What lines in the material hold the string "setpgid"? Copy out each of them.
##### EXERCISE MATERIALS
//! Linux console backend
//!
//! VT switching via VT_SETMODE with VT_PROCESS mode, KDSETMODE for the
//! graphics/text toggle, and fbdev for the exit-time framebuffer wipe.
//!
//! Reference: kmscon's src/uterm_vt.c

use std::fs::{File, OpenOptions};
use std::io;
use std::os::fd::OwnedFd;
use std::os::unix::fs::OpenOptionsExt;
use std::os::unix::io::{AsRawFd, RawFd};
use std::path::Path;
use std::sync::atomic::{AtomicI32, Ordering};

use log::{debug, info, warn};
use memmap2::MmapOptions;
use nix::unistd::{Gid, Pid, Uid};

use super::backend::{ConsoleBackend, DisplayRelease, KdMode, VtSupport, VtSwitchMode};
use super::ioctl_helpers::{ioctl_with_int_arg, ioctl_with_mut_arg, ioctl_with_ref_arg};
use crate::constants::VT_MANAGER_DEV;

/// Console fd for panic hook recovery.
/// When set (>= 0), the panic hook will restore KD_TEXT and VT_AUTO
/// to prevent the console from being stuck in KD_GRAPHICS mode.
static PANIC_RECOVERY_TTY_FD: AtomicI32 = AtomicI32::new(-1);

// VT ioctl constants (from linux/vt.h)
const VT_OPENQRY: libc::c_ulong = 0x5600;
const VT_SETMODE: libc::c_ulong = 0x5602;
const VT_GETSTATE: libc::c_ulong = 0x5603;
const VT_RELDISP: libc::c_ulong = 0x5605;
const VT_ACTIVATE: libc::c_ulong = 0x5606;
const VT_WAITACTIVE: libc::c_ulong = 0x5607;

// VT_SETMODE constants
const VT_AUTO: libc::c_char = 0;
const VT_PROCESS: libc::c_char = 1;
const VT_ACKACQ: libc::c_long = 2;

// KDSETMODE constants (from linux/kd.h)
const KDSETMODE: libc::c_ulong = 0x4B3A;
const KD_TEXT: libc::c_long = 0x00;
const KD_GRAPHICS: libc::c_long = 0x01;

// fbdev ioctl constants (from linux/fb.h)
const FBIOGET_VSCREENINFO: libc::c_ulong = 0x4600;
const FBIOGET_FSCREENINFO: libc::c_ulong = 0x4602;

/// vt_mode structure for VT_SETMODE ioctl
#[repr(C)]
struct VtMode {
    mode: libc::c_char,    // VT_AUTO or VT_PROCESS
    waitv: libc::c_char,   // unused
    relsig: libc::c_short, // signal to send on release
    acqsig: libc::c_short, // signal to send on acquire
    frsig: libc::c_short,  // unused
}

impl VtMode {
    fn from_switch_mode(mode: VtSwitchMode) -> Self {
        match mode {
            VtSwitchMode::Auto => Self {
                mode: VT_AUTO,
                waitv: 0,
                relsig: 0,
                acqsig: 0,
                frsig: 0,
            },
            VtSwitchMode::Process { acquire, release } => Self {
                mode: VT_PROCESS,
                waitv: 0,
                relsig: release as libc::c_short,
                acqsig: acquire as libc::c_short,
                frsig: 0,
            },
        }
    }
}

/// vt_stat structure for VT_GETSTATE ioctl
#[allow(dead_code)]
#[repr(C)]
#[derive(Default)]
struct VtStat {
    v_active: libc::c_ushort,
    v_signal: libc::c_ushort,
    v_state: libc::c_ushort,
}

/// fb_fix_screeninfo (only smem_len is read)
#[allow(dead_code)]
#[repr(C)]
struct FbFixScreeninfo {
    id: [libc::c_char; 16],
    smem_start: libc::c_ulong,
    smem_len: u32,
    type_: u32,
    type_aux: u32,
    visual: u32,
    xpanstep: u16,
    ypanstep: u16,
    ywrapstep: u16,
    line_length: u32,
    mmio_start: libc::c_ulong,
    mmio_len: u32,
    accel: u32,
    capabilities: u16,
    reserved: [u16; 2],
}

/// fb_var_screeninfo: geometry fields, then 32 words we never look at
#[allow(dead_code)]
#[repr(C)]
struct FbVarScreeninfo {
    xres: u32,
    yres: u32,
    xres_virtual: u32,
    yres_virtual: u32,
    xoffset: u32,
    yoffset: u32,
    bits_per_pixel: u32,
    grayscale: u32,
    rest: [u32; 32],
}

/// Install a panic hook that restores the console to text mode.
///
/// Even with `panic = "abort"`, `std::panic::set_hook` runs before the abort.
/// This ensures KD_TEXT and VT_AUTO are restored so the console is usable.
pub fn setup_panic_hook() {
    let prev = std::panic::take_hook();
    std::panic::set_hook(Box::new(move |info| {
        let fd = PANIC_RECOVERY_TTY_FD.load(Ordering::Relaxed);
        if fd >= 0 {
            // SAFETY: plain ioctls on a raw fd; failures are ignored.
            unsafe { libc::ioctl(fd, KDSETMODE as _, KD_TEXT) };
            let mode = VtMode::from_switch_mode(VtSwitchMode::Auto);
            unsafe { libc::ioctl(fd, VT_SETMODE as _, &mode) };
        }
        // Print panic info to stderr so it's visible on the restored console
        eprintln!("[vtclaim] PANIC: {}", info);
        prev(info);
    }));
}

/// Open the VT manager device (/dev/tty0)
fn open_manager() -> io::Result<File> {
    OpenOptions::new()
        .read(true)
        .custom_flags(libc::O_CLOEXEC)
        .open(VT_MANAGER_DEV)
}

fn vt_state(fd: RawFd) -> io::Result<VtStat> {
    let mut stat = VtStat::default();
    ioctl_with_mut_arg(fd, VT_GETSTATE, &mut stat, "VT_GETSTATE")?;
    Ok(stat)
}

fn framebuffer_size(fd: RawFd) -> io::Result<usize> {
    // SAFETY: plain-old-data ioctl structs, all-zero is a valid value.
    let mut fix: FbFixScreeninfo = unsafe { std::mem::zeroed() };
    if ioctl_with_mut_arg(fd, FBIOGET_FSCREENINFO, &mut fix, "FBIOGET_FSCREENINFO").is_ok()
        && fix.smem_len > 0
    {
        return Ok(fix.smem_len as usize);
    }

    let mut var: FbVarScreeninfo = unsafe { std::mem::zeroed() };
    ioctl_with_mut_arg(fd, FBIOGET_VSCREENINFO, &mut var, "FBIOGET_VSCREENINFO")?;
    let bytes = var.xres_virtual as usize * var.yres_virtual as usize * var.bits_per_pixel as usize
        / 8;
    if bytes == 0 {
        return Err(io::Error::new(
            io::ErrorKind::InvalidData,
            "framebuffer reports zero size",
        ));
    }
    Ok(bytes)
}

/// Linux VT/KD/fbdev implementation of [`ConsoleBackend`]
#[derive(Debug, Default)]
pub struct KernelBackend;

impl KernelBackend {
    pub fn new() -> Self {
        Self
    }
}

impl ConsoleBackend for KernelBackend {
    fn is_privileged(&self) -> bool {
        nix::unistd::geteuid().is_root()
    }

    fn real_ids(&self) -> (u32, u32) {
        (
            nix::unistd::getuid().as_raw(),
            nix::unistd::getgid().as_raw(),
        )
    }

    fn device_exists(&self, path: &Path) -> bool {
        path.exists()
    }

    fn detach_controlling_tty(&mut self) -> io::Result<()> {
        use nix::unistd::{getpgid, getpgrp, getpid, getppid, setpgid, setsid};

        // setsid() refuses process group leaders: join the parent's group first
        if getpgrp() == getpid() {
            let ppgid = getpgid(Some(getppid()))?;
            if let Err(e) = setpgid(Pid::from_raw(0), ppgid) {
                warn!("Cannot leave process group {}: {}", ppgid, e);
            }
        }
        let sid = setsid()?;
        debug!("New session {}, controlling tty dropped", sid);
        Ok(())
    }

    fn open_device(&mut self, path: &Path) -> io::Result<OwnedFd> {
        let file = OpenOptions::new()
            .read(true)
            .write(true)
            .custom_flags(libc::O_NONBLOCK | libc::O_CLOEXEC)
            .open(path)?;
        Ok(OwnedFd::from(file))
    }

    fn chown_device(&mut self, path: &Path, uid: u32, gid: u32) -> io::Result<()> {
        nix::unistd::chown(path, Some(Uid::from_raw(uid)), Some(Gid::from_raw(gid)))?;
        Ok(())
    }

    fn vt_support(&mut self) -> VtSupport {
        let manager = match open_manager() {
            Ok(file) => file,
            Err(e) => {
                info!("Cannot open {}: {}", VT_MANAGER_DEV, e);
                return VtSupport::Unavailable;
            }
        };
        match vt_state(manager.as_raw_fd()) {
            Ok(_) => VtSupport::Available,
            Err(e) => {
                info!("{} is not a VT manager: {}", VT_MANAGER_DEV, e);
                VtSupport::Unavailable
            }
        }
    }

    fn active_vt(&mut self) -> io::Result<u32> {
        // First try sysfs (no special permissions required)
        if let Ok(content) = std::fs::read_to_string("/sys/class/tty/tty0/active") {
            // Content is like "tty2\n"
            if let Some(num_str) = content.trim().strip_prefix("tty") {
                if let Ok(vt) = num_str.parse::<u32>() {
                    return Ok(vt);
                }
            }
        }

        let manager = open_manager()?;
        Ok(vt_state(manager.as_raw_fd())?.v_active as u32)
    }

    fn free_vt(&mut self) -> io::Result<Option<u32>> {
        let manager = open_manager()?;
        let mut vtno: libc::c_int = -1;
        ioctl_with_mut_arg(manager.as_raw_fd(), VT_OPENQRY, &mut vtno, "VT_OPENQRY")?;
        Ok(u32::try_from(vtno).ok().filter(|&n| n > 0))
    }

    fn activate(&mut self, fd: RawFd, vtno: u32) -> io::Result<()> {
        debug!("Requesting switch to VT{}", vtno);
        ioctl_with_int_arg(fd, VT_ACTIVATE, vtno as libc::c_long, "VT_ACTIVATE").map(drop)
    }

    fn wait_active(&mut self, fd: RawFd, vtno: u32) -> io::Result<()> {
        ioctl_with_int_arg(fd, VT_WAITACTIVE, vtno as libc::c_long, "VT_WAITACTIVE")?;
        info!("VT{} is now active", vtno);
        Ok(())
    }

    fn set_kd_mode(&mut self, fd: RawFd, mode: KdMode) -> io::Result<()> {
        let (arg, name) = match mode {
            KdMode::Text => (KD_TEXT, "KDSETMODE(KD_TEXT)"),
            KdMode::Graphics => (KD_GRAPHICS, "KDSETMODE(KD_GRAPHICS)"),
        };
        ioctl_with_int_arg(fd, KDSETMODE, arg, name)?;
        match mode {
            // From this point, any panic will restore KD_TEXT before aborting.
            KdMode::Graphics => PANIC_RECOVERY_TTY_FD.store(fd, Ordering::Relaxed),
            KdMode::Text => PANIC_RECOVERY_TTY_FD.store(-1, Ordering::Relaxed),
        }
        Ok(())
    }

    fn set_vt_mode(&mut self, fd: RawFd, mode: VtSwitchMode) -> io::Result<()> {
        let vt_mode = VtMode::from_switch_mode(mode);
        ioctl_with_ref_arg(fd, VT_SETMODE, &vt_mode, "VT_SETMODE").map(drop)
    }

    fn set_display_info(&mut self, _fd: RawFd, _display: u32) -> io::Result<()> {
        Err(io::Error::new(
            io::ErrorKind::Unsupported,
            "Linux VTs carry no display number",
        ))
    }

    fn release_display(&mut self, fd: RawFd, how: DisplayRelease) -> io::Result<()> {
        let (arg, name) = match how {
            DisplayRelease::Release => (1, "VT_RELDISP(1)"),
            DisplayRelease::AckAcquire => (VT_ACKACQ, "VT_RELDISP(VT_ACKACQ)"),
        };
        ioctl_with_int_arg(fd, VT_RELDISP, arg, name).map(drop)
    }

    fn wipe_framebuffer(&mut self, path: &Path) -> io::Result<usize> {
        let file = OpenOptions::new()
            .read(true)
            .write(true)
            .custom_flags(libc::O_CLOEXEC)
            .open(path)
            .map_err(|e| io::Error::new(e.kind(), format!("unable to open framebuffer: {}", e)))?;

        let size = framebuffer_size(file.as_raw_fd()).map_err(|e| {
            io::Error::new(
                e.kind(),
                format!("unable to retrieve framebuffer attributes: {}", e),
            )
        })?;

        // SAFETY: the mapping is private to this function and dropped
        // (unmapped) before the file is closed.
        let mut fb = unsafe { MmapOptions::new().len(size).map_mut(&file) }
            .map_err(|e| io::Error::new(e.kind(), format!("unable to mmap framebuffer: {}", e)))?;
        fb.fill(0);
        drop(fb);

        debug!("Wiped {} bytes of {}", size, path.display());
        Ok(size)
    }
}

#[cfg(test)]
mod tests {
    use super::*;

    #[test]
    fn test_vt_mode_layout() {
        // struct vt_mode is { char, char, short, short, short }
        assert_eq!(std::mem::size_of::<VtMode>(), 8);
        assert_eq!(std::mem::size_of::<VtStat>(), 6);
        assert_eq!(std::mem::size_of::<FbVarScreeninfo>(), 160);
    }

    #[test]
    fn test_process_mode_signals() {
        let mode = VtMode::from_switch_mode(VtSwitchMode::Process {
            acquire: nix::sys::signal::Signal::SIGUSR1,
            release: nix::sys::signal::Signal::SIGUSR2,
        });
        assert_eq!(mode.mode, VT_PROCESS);
        assert_eq!(mode.acqsig, libc::SIGUSR1 as libc::c_short);
        assert_eq!(mode.relsig, libc::SIGUSR2 as libc::c_short);
    }

    /// Runs in a forked child that owns a pty as controlling tty; a
    /// grandchild detaches and must no longer reach /dev/tty.
    #[test]
    fn test_detach_drops_controlling_tty() {
        use nix::fcntl::OFlag;
        use nix::pty::{grantpt, posix_openpt, ptsname_r, unlockpt};
        use nix::sys::wait::{waitpid, WaitStatus};
        use nix::unistd::{fork, setsid, ForkResult};

        // Exit codes: 0 detached, 1 tty still reachable, 2 detach failed,
        // 3 no pty could become the controlling tty, 4 fork/wait failed
        const NO_PTY: i32 = 3;

        let Ok(master) = posix_openpt(OFlag::O_RDWR | OFlag::O_NOCTTY) else {
            return;
        };
        if grantpt(&master).is_err() || unlockpt(&master).is_err() {
            return;
        }
        let Ok(slave) = ptsname_r(&master) else {
            return;
        };

        let has_tty = || {
            OpenOptions::new()
                .read(true)
                .write(true)
                .open("/dev/tty")
                .is_ok()
        };

        // SAFETY: the children only make syscalls and leave through _exit.
        match unsafe { fork() }.unwrap() {
            ForkResult::Child => {
                let code = (|| {
                    if setsid().is_err() {
                        return NO_PTY;
                    }
                    let Ok(_tty) = OpenOptions::new().read(true).write(true).open(&slave) else {
                        return NO_PTY;
                    };
                    if !has_tty() {
                        return NO_PTY;
                    }
                    match unsafe { fork() } {
                        Ok(ForkResult::Child) => {
                            let code = match KernelBackend::new().detach_controlling_tty() {
                                Err(_) => 2,
                                Ok(()) if has_tty() => 1,
                                Ok(()) => 0,
                            };
                            unsafe { libc::_exit(code) }
                        }
                        Ok(ForkResult::Parent { child }) => match waitpid(child, None) {
                            Ok(WaitStatus::Exited(_, code)) => code,
                            _ => 4,
                        },
                        Err(_) => 4,
                    }
                })();
                unsafe { libc::_exit(code) }
            }
            ForkResult::Parent { child } => match waitpid(child, None).unwrap() {
                WaitStatus::Exited(_, NO_PTY) => {}
                WaitStatus::Exited(_, code) => {
                    assert_eq!(code, 0, "controlling tty still reachable after detach")
                }
                other => panic!("unexpected child status {:?}", other),
            },
        }
    }

    #[test]
    fn test_wipe_missing_framebuffer_is_error() {
        let mut backend = KernelBackend::new();
        let err = backend
            .wipe_framebuffer(Path::new("/nonexistent/fb-for-test"))
            .unwrap_err();
        assert!(err.to_string().contains("unable to open framebuffer"));
    }
}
##########
**THE COMPLETED TASK**:
        use nix::unistd::{getpgid, getpgrp, getpid, getppid, setpgid, setsid};
            if let Err(e) = setpgid(Pid::from_raw(0), ppgid) {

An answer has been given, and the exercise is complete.